Would you write out, word for word, each line of the records below from the top through the one holding "pub fn len(&self)"?
Given information Block Start
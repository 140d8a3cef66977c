use paperwhisperer_llm::ProviderMessage;

use super::message::{Message, Role};

/// Ordered, append-only transcript.
///
/// The first element is always the seeded system message; later messages are
/// user and assistant turns only. This is also the exact payload sent to the
/// completion service.
#[derive(Debug, Clone, PartialEq, Eq)]
pub struct ConversationHistory {
    messages: Vec<Message>,
}

impl ConversationHistory {
    /// Creates a history holding exactly one system message.
    pub fn seeded(context: impl Into<String>) -> Self {
        Self {
            messages: vec![Message::system(context)],
        }
    }

    pub fn messages(&self) -> &[Message] {
        &self.messages
    }

    pub fn len(&self) -> usize {
        self.messages.len()
    }

    /// Always false: a seeded history holds at least the system message.
    pub fn is_empty(&self) -> bool {
        self.messages.is_empty()
    }

    pub fn system_message(&self) -> Option<&Message> {
        self.messages.first()
    }

    pub fn last(&self) -> Option<&Message> {
        self.messages.last()
    }

    pub(crate) fn append_user(&mut self, content: impl Into<String>) {
        self.messages.push(Message::user(content));
    }

    pub(crate) fn append_assistant(&mut self, content: impl Into<String>) {
        self.messages.push(Message::assistant(content));
    }

    pub fn to_provider_messages(&self) -> Vec<ProviderMessage> {
        self.messages.iter().map(ProviderMessage::from).collect()
    }
}

/// Contents of every message with `role`, in transcript order.
pub fn contents_by_role(messages: &[Message], role: Role) -> Vec<String> {
    messages
        .iter()
        .filter(|message| message.role == role)
        .map(|message| message.content.clone())
        .collect()
}

pub fn user_display(messages: &[Message]) -> Vec<String> {
    contents_by_role(messages, Role::User)
}

pub fn assistant_display(messages: &[Message]) -> Vec<String> {
    contents_by_role(messages, Role::Assistant)
}
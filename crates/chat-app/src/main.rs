use std::process::ExitCode;

#[tokio::main]
async fn main() -> ExitCode {
    // A missing .env file is fine; the variables may already be exported.
    let _ = dotenvy::dotenv();
    paperwhisperer::app::init_tracing();

    match paperwhisperer::app::run().await {
        Ok(()) => ExitCode::SUCCESS,
        Err(error) => {
            tracing::error!(error = %error, "paperwhisperer stopped");
            eprintln!("error: {error}");
            ExitCode::FAILURE
        }
    }
}
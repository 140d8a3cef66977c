/// Seed system message built from the reading guide.
pub mod context;
/// Append-only transcript and display derivation.
pub mod history;
pub mod message;
pub mod render;
pub mod session;

pub use context::{
    ContextBuilder, ContextError, ContextResult, GUIDE_FILE_NAME, default_guide_path,
    render_context,
};
pub use history::{ConversationHistory, assistant_display, contents_by_role, user_display};
pub use message::{Message, Role};
pub use render::{Bubble, render_transcript};
pub use session::{ChatSession, CompletionProfile, SessionError, SessionResult, SubmitOutcome};
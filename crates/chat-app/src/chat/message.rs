use paperwhisperer_llm::ProviderMessage;

pub use paperwhisperer_llm::Role;

/// One role-tagged utterance. Never edited after creation; the history only
/// hands out shared references.
#[derive(Debug, Clone, PartialEq, Eq)]
pub struct Message {
    pub role: Role,
    pub content: String,
}

impl Message {
    pub fn new(role: Role, content: impl Into<String>) -> Self {
        Self {
            role,
            content: content.into(),
        }
    }

    pub fn system(content: impl Into<String>) -> Self {
        Self::new(Role::System, content)
    }

    pub fn user(content: impl Into<String>) -> Self {
        Self::new(Role::User, content)
    }

    pub fn assistant(content: impl Into<String>) -> Self {
        Self::new(Role::Assistant, content)
    }
}

impl From<&Message> for ProviderMessage {
    fn from(message: &Message) -> Self {
        ProviderMessage::new(message.role, message.content.clone())
    }
}

impl From<ProviderMessage> for Message {
    fn from(message: ProviderMessage) -> Self {
        Self::new(message.role, message.content)
    }
}

#[cfg(test)]
mod tests {
    use super::*;

    #[test]
    fn provider_conversion_keeps_role_and_content() {
        let message = Message::user("Summarize section 2");
        let provider_message = ProviderMessage::from(&message);
        assert_eq!(provider_message.role, Role::User);
        assert_eq!(provider_message.content, "Summarize section 2");

        let back = Message::from(provider_message);
        assert_eq!(back, message);
    }
}
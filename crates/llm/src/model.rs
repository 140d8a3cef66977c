#[derive(Debug, Clone, PartialEq, Eq)]
pub struct Model {
    pub id: String,
    pub name: String,
    pub description: Option<String>,
}

impl Model {
    pub fn new(id: impl Into<String>, name: impl Into<String>) -> Self {
        Self {
            id: id.into(),
            name: name.into(),
            description: None,
        }
    }

    pub fn from_id(id: impl Into<String>) -> Self {
        let id = id.into();
        Self::new(id.clone(), id)
    }

    pub fn with_description(mut self, description: impl Into<String>) -> Self {
        self.description = Some(description.into());
        self
    }
}

/// Model every session talks to unless the operator configures another one.
pub const DEFAULT_OPENAI_MODEL: &str = "gpt-4";

pub fn default_openai_models() -> Vec<Model> {
    vec![
        Model::from_id("gpt-4").with_description("Paper tutor default"),
        Model::from_id("gpt-4-32k").with_description("Long-context GPT-4 for full papers"),
        Model::from_id("gpt-4o").with_description("High quality general model"),
        Model::from_id("gpt-4o-mini").with_description("Balanced cost/performance"),
    ]
}
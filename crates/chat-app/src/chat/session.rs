use paperwhisperer_llm::{CompletionRequest, DEFAULT_OPENAI_MODEL, LlmProvider, ProviderError};
use snafu::{ResultExt, Snafu};

use super::context::{ContextBuilder, ContextError};
use super::history::{ConversationHistory, assistant_display, user_display};
use super::render::{Bubble, render_transcript};

/// Fixed request parameters applied to every submission of a session.
#[derive(Debug, Clone, PartialEq)]
pub struct CompletionProfile {
    pub model_id: String,
    pub temperature: Option<f64>,
    pub max_tokens: Option<u64>,
}

impl Default for CompletionProfile {
    fn default() -> Self {
        Self::new(DEFAULT_OPENAI_MODEL)
    }
}

impl CompletionProfile {
    pub fn new(model_id: impl Into<String>) -> Self {
        Self {
            model_id: model_id.into(),
            temperature: None,
            max_tokens: None,
        }
    }

    pub fn with_temperature(mut self, temperature: Option<f64>) -> Self {
        self.temperature = temperature;
        self
    }

    pub fn with_max_tokens(mut self, max_tokens: Option<u64>) -> Self {
        self.max_tokens = max_tokens;
        self
    }

    fn request(&self, history: &ConversationHistory) -> CompletionRequest {
        let mut request =
            CompletionRequest::new(self.model_id.clone(), history.to_provider_messages());
        if let Some(temperature) = self.temperature {
            request = request.with_temperature(temperature);
        }
        if let Some(max_tokens) = self.max_tokens {
            request = request.with_max_tokens(max_tokens);
        }
        request
    }
}

#[derive(Debug, Clone, Copy, PartialEq, Eq)]
pub enum SubmitOutcome {
    /// Blank input; nothing changed and no request was sent.
    Idle,
    /// One user message and one assistant reply were appended.
    Replied,
}

/// Session state for one active conversation.
///
/// Holds the history plus the two display sequences derived from it. A
/// session only exists once its context has been built, so there is no
/// uninitialized variant to guard against.
#[derive(Debug, Clone)]
pub struct ChatSession {
    history: ConversationHistory,
    user_display: Vec<String>,
    assistant_display: Vec<String>,
    profile: CompletionProfile,
}

impl ChatSession {
    /// Builds the context from the reading guide and seeds a new session.
    pub fn start(builder: &ContextBuilder, profile: CompletionProfile) -> SessionResult<Self> {
        let context = builder.build_context().context(BuildContextSnafu {
            stage: "start-session",
        })?;

        tracing::info!(
            guide_path = ?builder.guide_path(),
            model_id = %profile.model_id,
            context_bytes = context.len(),
            "session started"
        );

        Ok(Self::from_context(context, profile))
    }

    pub fn from_context(context: impl Into<String>, profile: CompletionProfile) -> Self {
        Self {
            history: ConversationHistory::seeded(context),
            user_display: Vec::new(),
            assistant_display: Vec::new(),
            profile,
        }
    }

    pub fn history(&self) -> &ConversationHistory {
        &self.history
    }

    pub fn user_display(&self) -> &[String] {
        &self.user_display
    }

    pub fn assistant_display(&self) -> &[String] {
        &self.assistant_display
    }

    pub fn profile(&self) -> &CompletionProfile {
        &self.profile
    }

    pub fn transcript(&self) -> Vec<Bubble<'_>> {
        render_transcript(&self.user_display, &self.assistant_display)
    }

    /// Runs one exchange with the completion service.
    ///
    /// The user message is appended before the request is sent and stays in
    /// the history when the request fails; the display sequences are only
    /// refreshed after a reply arrives.
    pub async fn submit(
        &mut self,
        provider: &dyn LlmProvider,
        input: &str,
    ) -> SessionResult<SubmitOutcome> {
        if input.trim().is_empty() {
            tracing::trace!("ignoring blank submission");
            return Ok(SubmitOutcome::Idle);
        }

        self.history.append_user(input);
        let request = self.profile.request(&self.history);

        tracing::debug!(
            provider_id = %provider.id(),
            model_id = %request.model_id,
            history_len = self.history.len(),
            "requesting completion"
        );

        let reply = provider
            .complete(request)
            .await
            .context(RemoteCallSnafu {
                stage: "submit-complete",
            })?;

        self.history.append_assistant(reply.content);
        self.refresh_display();

        tracing::debug!(
            history_len = self.history.len(),
            exchanges = self.assistant_display.len(),
            "completion appended"
        );

        Ok(SubmitOutcome::Replied)
    }

    fn refresh_display(&mut self) {
        self.user_display = user_display(self.history.messages());
        self.assistant_display = assistant_display(self.history.messages());
    }
}

#[derive(Debug, Snafu)]
#[snafu(visibility(pub(crate)))]
pub enum SessionError {
    #[snafu(display("failed to build session context on `{stage}`: {source}"))]
    BuildContext {
        stage: &'static str,
        source: ContextError,
    },
    #[snafu(display("completion service call failed on `{stage}`: {source}"))]
    RemoteCall {
        stage: &'static str,
        source: ProviderError,
    },
}

pub type SessionResult<T> = Result<T, SessionError>;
Given information Block End
■ **Exercise answer**
repository 140d8a3cef66977c
use paperwhisperer_llm::ProviderMessage;

use super::message::{Message, Role};

/// Ordered, append-only transcript.
///
/// The first element is always the seeded system message; later messages are
/// user and assistant turns only. This is also the exact payload sent to the
/// completion service.
#[derive(Debug, Clone, PartialEq, Eq)]
pub struct ConversationHistory {
    messages: Vec<Message>,
}

impl ConversationHistory {
    /// Creates a history holding exactly one system message.
    pub fn seeded(context: impl Into<String>) -> Self {
        Self {
            messages: vec![Message::system(context)],
        }
    }

    pub fn messages(&self) -> &[Message] {
        &self.messages
    }

    pub fn len(&self) -> usize {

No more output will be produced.